** TASK INPUTS follows **
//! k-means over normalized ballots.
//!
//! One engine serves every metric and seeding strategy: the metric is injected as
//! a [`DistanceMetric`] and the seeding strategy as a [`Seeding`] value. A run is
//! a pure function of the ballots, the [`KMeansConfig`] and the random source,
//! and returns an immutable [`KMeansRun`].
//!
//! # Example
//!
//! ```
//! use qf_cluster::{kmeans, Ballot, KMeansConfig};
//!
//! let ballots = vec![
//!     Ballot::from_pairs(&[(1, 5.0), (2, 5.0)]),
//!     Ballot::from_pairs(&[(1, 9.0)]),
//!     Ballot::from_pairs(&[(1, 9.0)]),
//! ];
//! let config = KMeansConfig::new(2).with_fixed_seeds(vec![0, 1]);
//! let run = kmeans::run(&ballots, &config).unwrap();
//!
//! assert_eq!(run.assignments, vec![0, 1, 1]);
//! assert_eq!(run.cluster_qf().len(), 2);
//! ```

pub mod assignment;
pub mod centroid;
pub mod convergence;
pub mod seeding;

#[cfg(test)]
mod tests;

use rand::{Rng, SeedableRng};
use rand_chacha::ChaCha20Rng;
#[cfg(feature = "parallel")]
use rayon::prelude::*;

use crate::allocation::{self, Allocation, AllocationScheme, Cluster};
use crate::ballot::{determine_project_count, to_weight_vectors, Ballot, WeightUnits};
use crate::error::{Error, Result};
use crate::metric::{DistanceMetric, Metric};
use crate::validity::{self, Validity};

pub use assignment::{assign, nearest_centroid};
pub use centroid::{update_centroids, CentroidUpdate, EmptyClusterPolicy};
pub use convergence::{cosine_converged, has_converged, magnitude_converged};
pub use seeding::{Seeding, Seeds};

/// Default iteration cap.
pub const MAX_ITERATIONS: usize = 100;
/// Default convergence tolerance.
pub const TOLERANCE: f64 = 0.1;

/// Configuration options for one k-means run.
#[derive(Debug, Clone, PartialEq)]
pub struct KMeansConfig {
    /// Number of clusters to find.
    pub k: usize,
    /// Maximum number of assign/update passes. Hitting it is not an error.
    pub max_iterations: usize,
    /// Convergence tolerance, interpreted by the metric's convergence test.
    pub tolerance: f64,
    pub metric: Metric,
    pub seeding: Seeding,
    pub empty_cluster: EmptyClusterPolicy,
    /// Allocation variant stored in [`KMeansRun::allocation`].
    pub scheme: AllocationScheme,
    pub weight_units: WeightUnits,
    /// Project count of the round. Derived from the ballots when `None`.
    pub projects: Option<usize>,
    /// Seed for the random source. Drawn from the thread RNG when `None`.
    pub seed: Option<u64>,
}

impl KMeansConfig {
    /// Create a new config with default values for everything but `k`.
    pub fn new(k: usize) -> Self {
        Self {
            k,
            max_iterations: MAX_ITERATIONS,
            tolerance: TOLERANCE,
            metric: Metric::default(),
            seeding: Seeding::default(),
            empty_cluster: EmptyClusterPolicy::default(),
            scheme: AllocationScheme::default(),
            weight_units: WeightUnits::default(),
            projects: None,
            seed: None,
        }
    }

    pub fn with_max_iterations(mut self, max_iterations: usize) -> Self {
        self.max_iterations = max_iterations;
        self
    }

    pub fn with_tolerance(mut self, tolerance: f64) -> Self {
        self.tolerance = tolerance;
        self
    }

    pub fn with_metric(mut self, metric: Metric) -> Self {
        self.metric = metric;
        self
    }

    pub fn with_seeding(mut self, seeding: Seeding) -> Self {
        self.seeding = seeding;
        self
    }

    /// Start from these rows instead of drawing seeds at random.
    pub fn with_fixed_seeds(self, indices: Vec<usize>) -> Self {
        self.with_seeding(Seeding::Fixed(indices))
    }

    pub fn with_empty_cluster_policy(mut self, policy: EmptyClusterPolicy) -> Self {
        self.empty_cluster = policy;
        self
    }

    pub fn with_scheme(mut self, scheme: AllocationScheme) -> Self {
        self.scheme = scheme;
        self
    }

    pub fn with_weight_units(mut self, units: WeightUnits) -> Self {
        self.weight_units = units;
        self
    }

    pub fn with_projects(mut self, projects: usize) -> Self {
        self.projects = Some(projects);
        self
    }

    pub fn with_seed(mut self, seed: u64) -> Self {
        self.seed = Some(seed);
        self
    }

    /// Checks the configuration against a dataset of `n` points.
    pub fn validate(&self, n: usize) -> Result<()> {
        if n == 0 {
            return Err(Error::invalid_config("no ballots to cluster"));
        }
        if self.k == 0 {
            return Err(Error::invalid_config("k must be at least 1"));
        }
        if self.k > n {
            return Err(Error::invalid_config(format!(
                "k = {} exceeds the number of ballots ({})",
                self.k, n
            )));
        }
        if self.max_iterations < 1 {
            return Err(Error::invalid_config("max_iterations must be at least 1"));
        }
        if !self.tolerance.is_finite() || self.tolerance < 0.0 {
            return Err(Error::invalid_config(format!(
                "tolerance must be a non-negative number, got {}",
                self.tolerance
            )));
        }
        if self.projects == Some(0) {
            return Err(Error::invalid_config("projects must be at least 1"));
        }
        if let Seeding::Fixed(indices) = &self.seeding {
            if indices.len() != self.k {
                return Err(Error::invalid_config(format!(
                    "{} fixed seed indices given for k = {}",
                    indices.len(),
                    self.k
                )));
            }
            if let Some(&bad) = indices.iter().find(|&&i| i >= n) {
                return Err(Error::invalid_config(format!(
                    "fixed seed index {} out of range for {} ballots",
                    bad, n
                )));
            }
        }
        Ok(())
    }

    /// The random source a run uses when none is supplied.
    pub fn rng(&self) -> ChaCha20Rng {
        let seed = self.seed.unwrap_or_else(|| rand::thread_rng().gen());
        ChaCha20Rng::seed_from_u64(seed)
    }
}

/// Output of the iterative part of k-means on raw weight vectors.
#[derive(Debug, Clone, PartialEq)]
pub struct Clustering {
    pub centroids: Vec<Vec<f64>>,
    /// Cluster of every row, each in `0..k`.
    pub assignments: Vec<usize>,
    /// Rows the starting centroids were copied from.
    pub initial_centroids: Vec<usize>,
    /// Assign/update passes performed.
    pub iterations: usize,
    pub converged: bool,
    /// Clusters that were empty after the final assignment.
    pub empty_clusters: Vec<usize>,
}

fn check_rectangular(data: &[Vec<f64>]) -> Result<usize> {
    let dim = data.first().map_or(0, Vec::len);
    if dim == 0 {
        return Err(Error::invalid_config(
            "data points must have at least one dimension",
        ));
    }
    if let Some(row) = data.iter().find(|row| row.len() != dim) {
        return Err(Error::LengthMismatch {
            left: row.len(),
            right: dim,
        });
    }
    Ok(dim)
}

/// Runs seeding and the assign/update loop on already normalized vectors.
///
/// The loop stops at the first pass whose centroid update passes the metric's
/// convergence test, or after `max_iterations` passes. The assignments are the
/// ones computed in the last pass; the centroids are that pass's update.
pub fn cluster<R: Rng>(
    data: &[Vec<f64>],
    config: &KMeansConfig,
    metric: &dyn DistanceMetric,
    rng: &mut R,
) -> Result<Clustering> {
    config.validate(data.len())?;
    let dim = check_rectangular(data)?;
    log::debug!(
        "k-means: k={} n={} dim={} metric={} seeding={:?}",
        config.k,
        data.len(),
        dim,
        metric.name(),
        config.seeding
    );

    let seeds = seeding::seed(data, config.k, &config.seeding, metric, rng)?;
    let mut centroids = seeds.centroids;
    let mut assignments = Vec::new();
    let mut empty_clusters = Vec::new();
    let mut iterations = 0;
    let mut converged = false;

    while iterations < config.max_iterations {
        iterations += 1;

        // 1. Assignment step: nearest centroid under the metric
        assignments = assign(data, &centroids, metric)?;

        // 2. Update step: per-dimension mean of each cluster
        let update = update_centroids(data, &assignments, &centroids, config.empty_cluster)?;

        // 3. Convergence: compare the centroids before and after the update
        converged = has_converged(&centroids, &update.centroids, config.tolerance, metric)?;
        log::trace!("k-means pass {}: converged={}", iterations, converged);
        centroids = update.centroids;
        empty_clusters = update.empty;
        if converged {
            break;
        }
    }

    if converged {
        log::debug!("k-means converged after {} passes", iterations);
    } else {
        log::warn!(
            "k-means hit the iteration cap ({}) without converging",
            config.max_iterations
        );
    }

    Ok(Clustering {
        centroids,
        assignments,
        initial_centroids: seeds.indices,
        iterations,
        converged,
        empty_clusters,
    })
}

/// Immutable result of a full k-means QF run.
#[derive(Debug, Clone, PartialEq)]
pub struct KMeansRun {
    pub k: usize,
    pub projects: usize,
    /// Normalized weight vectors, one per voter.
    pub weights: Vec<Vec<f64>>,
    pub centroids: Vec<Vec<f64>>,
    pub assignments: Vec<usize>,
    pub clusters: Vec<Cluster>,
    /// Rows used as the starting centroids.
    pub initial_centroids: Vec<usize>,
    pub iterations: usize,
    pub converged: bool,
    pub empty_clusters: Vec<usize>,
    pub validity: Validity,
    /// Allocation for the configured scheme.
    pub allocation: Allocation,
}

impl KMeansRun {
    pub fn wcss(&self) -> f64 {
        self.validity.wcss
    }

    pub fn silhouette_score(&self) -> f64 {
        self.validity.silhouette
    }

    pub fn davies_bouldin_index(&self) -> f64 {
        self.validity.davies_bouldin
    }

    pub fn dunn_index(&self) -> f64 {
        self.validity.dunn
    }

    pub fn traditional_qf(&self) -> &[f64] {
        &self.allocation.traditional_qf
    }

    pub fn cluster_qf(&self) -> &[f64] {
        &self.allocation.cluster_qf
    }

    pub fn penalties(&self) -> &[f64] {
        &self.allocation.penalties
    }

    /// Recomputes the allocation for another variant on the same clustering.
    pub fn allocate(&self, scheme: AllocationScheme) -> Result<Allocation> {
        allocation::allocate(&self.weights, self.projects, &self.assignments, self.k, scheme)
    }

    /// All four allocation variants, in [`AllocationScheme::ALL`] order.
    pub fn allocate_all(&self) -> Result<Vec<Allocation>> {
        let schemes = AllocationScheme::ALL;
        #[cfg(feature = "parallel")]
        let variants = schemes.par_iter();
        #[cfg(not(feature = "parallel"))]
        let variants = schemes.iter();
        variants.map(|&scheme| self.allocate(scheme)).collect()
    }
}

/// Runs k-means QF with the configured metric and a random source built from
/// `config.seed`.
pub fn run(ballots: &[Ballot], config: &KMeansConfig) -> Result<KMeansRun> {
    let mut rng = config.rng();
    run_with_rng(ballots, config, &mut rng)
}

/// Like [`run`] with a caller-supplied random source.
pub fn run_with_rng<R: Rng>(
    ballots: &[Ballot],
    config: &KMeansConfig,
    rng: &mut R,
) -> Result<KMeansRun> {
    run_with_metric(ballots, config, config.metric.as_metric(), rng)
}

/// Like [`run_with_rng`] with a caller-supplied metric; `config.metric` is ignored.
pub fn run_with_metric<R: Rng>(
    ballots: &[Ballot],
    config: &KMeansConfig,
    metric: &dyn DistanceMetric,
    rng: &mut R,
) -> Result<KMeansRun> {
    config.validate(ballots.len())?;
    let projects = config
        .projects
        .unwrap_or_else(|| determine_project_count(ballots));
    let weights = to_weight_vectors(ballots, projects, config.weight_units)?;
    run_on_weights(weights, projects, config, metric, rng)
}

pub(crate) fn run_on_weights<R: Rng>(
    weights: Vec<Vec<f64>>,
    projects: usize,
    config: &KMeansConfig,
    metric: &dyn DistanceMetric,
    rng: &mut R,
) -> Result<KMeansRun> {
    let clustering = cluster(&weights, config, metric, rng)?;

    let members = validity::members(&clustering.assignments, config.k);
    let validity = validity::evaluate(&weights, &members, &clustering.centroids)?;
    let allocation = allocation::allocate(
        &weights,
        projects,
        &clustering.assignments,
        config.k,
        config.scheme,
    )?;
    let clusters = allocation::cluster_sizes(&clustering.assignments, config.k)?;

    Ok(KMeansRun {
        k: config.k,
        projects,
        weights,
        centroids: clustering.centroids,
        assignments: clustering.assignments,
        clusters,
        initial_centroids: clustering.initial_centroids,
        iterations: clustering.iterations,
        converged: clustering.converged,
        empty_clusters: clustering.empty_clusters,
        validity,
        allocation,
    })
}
** End of TASK INPUTS **
TASK GOAL →
In the records above, tally the lines where the word "points" appears, and give the number and nothing else.

RESPONSE BOX →
2